# Implementation Plan: Enhanced Databricks SQL Syntax Support
**Note**: This template is filled in by the `/speckit.plan` command. See `.specify/templates/commands/plan.md` for the execution workflow.
## Summary
Enable the SQL parser to recognize and handle Databricks-specific syntax patterns, including `IDENTIFIER()` function calls with variable references and string concatenation, as well as variable references in STRUCT/ARRAY type definitions, COMMENT clauses, and TBLPROPERTIES. This will allow users to import real-world Databricks SQL DDL statements that are currently blocked by parse errors.
Technical approach: Extend the sqlparser crate's `Dialect` trait to create a `DatabricksDialect` that recognizes Databricks-specific syntax patterns. Implement preprocessing/post-processing logic to handle variable references that cannot be parsed directly, replacing them with fallback types or placeholders.
## Technical Context
**Language/Version**: Rust 1.75+ (Rust 2024 edition)
**Primary Dependencies**: sqlparser 0.53, regex 1.0
**Storage**: N/A (parsing only, no storage operations)
**Testing**: cargo test (unit tests, integration tests, doctests)
**Target Platform**: All platforms (native, WASM) - SQL parsing is platform-agnostic
**Project Type**: Single library project (SDK)
**Performance Goals**: Parse Databricks SQL at similar speed to standard SQL (target: <10% performance degradation)

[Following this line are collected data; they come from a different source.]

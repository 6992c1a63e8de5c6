//! Calendar view of the ISO-8601 strings records carry.
//!
//! Records keep timestamps as opaque strings; callers that need arithmetic
//! parse them here, on top of the schema engine.

use chrono::{DateTime, FixedOffset, Utc};

pub fn parse(raw: &str) -> Option<DateTime<FixedOffset>> {
    DateTime::parse_from_rfc3339(raw).ok()
}

pub fn parse_utc(raw: &str) -> Option<DateTime<Utc>> {
    parse(raw).map(|dt| dt.with_timezone(&Utc))
}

**Constraints**: Must maintain backward compatibility with existing SQL dialects (PostgreSQL, MySQL, SQLite, Generic). Must not break existing imports.
**Scale/Scope**: Handle typical Databricks SQL DDL statements (hundreds to thousands of lines). Support complex nested STRUCT/ARRAY patterns up to 5+ levels deep.
## Constitution Check
*GATE: Must pass before Phase 0 research. Re-check after Phase 1 design.*
Verify compliance with Data Modelling SDK Constitution principles:
- **Commit Requirements**: ✅ Code MUST build successfully before commit. All commits MUST be GPG signed.
- **Code Quality & Security**: ✅ Plan includes security audit (`cargo audit`), formatting (`cargo fmt`), linting (`cargo clippy`) checks. sqlparser 0.53 is latest stable version compatible with project.
- **Storage Abstraction**: ✅ N/A - No storage operations added in this feature.
- **Feature Flags**: ✅ Databricks dialect support will be behind existing `databricks-dialect` Cargo feature flag (already defined in Cargo.toml).
- **Testing Requirements**: ✅ Plan includes unit tests for DatabricksDialect, integration tests for SQL import with Databricks SQL, and doctests for public API methods.
- **Import/Export Patterns**: ✅ Follows existing SQL importer pattern in `src/import/sql.rs`. No new importer trait needed.
- **Error Handling**: ✅ Uses existing `ImportError` type from `src/import/mod.rs`. Structured error types already in place.
**Constitution Compliance**: ✅ All principles satisfied. No violations.
## Project Structure
### Documentation (this feature)
```text
specs/005-databricks-sql-support/
├── plan.md # This file (/speckit.plan command output)
├── research.md # Phase 0 output (/speckit.plan command)
├── data-model.md # Phase 1 output (/speckit.plan command)
├── quickstart.md # Phase 1 output (/speckit.plan command)
├── contracts/ # Phase 1 output (/speckit.plan command)
└── tasks.md # Phase 2 output (/speckit.tasks command - NOT created by /speckit.plan)
```
### Source Code (repository root)
```text
src/
├── import/
│ ├── sql.rs # Extend SQLImporter with DatabricksDialect support
│ └── mod.rs # Export DatabricksDialect if needed
└── [other existing modules]
tests/
├── import_tests.rs # Add Databricks SQL import test cases
└── [other existing tests]
```
**Structure Decision**: Single project structure. Databricks dialect support extends existing SQL import functionality in `src/import/sql.rs`. No new modules needed - add `DatabricksDialect` implementation and extend `SQLImporter::dialect_impl()` to handle "databricks" dialect string.
## Complexity Tracking
> **Fill ONLY if Constitution Check has violations that must be justified**
No violations - all constitution principles satisfied.